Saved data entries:
* * *
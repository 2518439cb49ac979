//! Configuration error type.
//!
//! Sub-crates define their own error enums and wrap `CoreError` as one
//! variant via `#[from]`.

use thiserror::Error;

/// Structural problems with a [`SweepConfig`][crate::SweepConfig].
#[derive(Debug, Clone, PartialEq, Error)]
pub enum CoreError {
    #[error("grid must be at least 1x1 (got {height}x{width})")]
    EmptyGrid { height: usize, width: usize },

    #[error("{what} column {col} lies outside [0, {width})")]
    ColumnOutOfBounds {
        what:  &'static str,
        col:   usize,
        width: usize,
    },

    #[error("{what} row {row} lies outside [0, {height})")]
    RowOutOfBounds {
        what:   &'static str,
        row:    i64,
        height: usize,
    },

    #[error("{0} must be positive")]
    NonPositive(&'static str),

    #[error("at least one door column is required")]
    NoDoors,

    #[error("{requested} occupants requested; at most {max} starting cells are defined")]
    TooManyOccupants { requested: usize, max: usize },

    #[error("hesitation probability {0} is outside [0, 1]")]
    InvalidProbability(f64),

    #[error("configuration error: {0}")]
    Config(String),
}

/// Shorthand result type for configuration checks.
pub type CoreResult<T> = Result<T, CoreError>;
* * *
Among the lines above, which ones hold the string "usize"? Show them.

EXPECTED OUTPUT –
    EmptyGrid { height: usize, width: usize },
        col:   usize,
        width: usize,
        height: usize,
    TooManyOccupants { requested: usize, max: usize },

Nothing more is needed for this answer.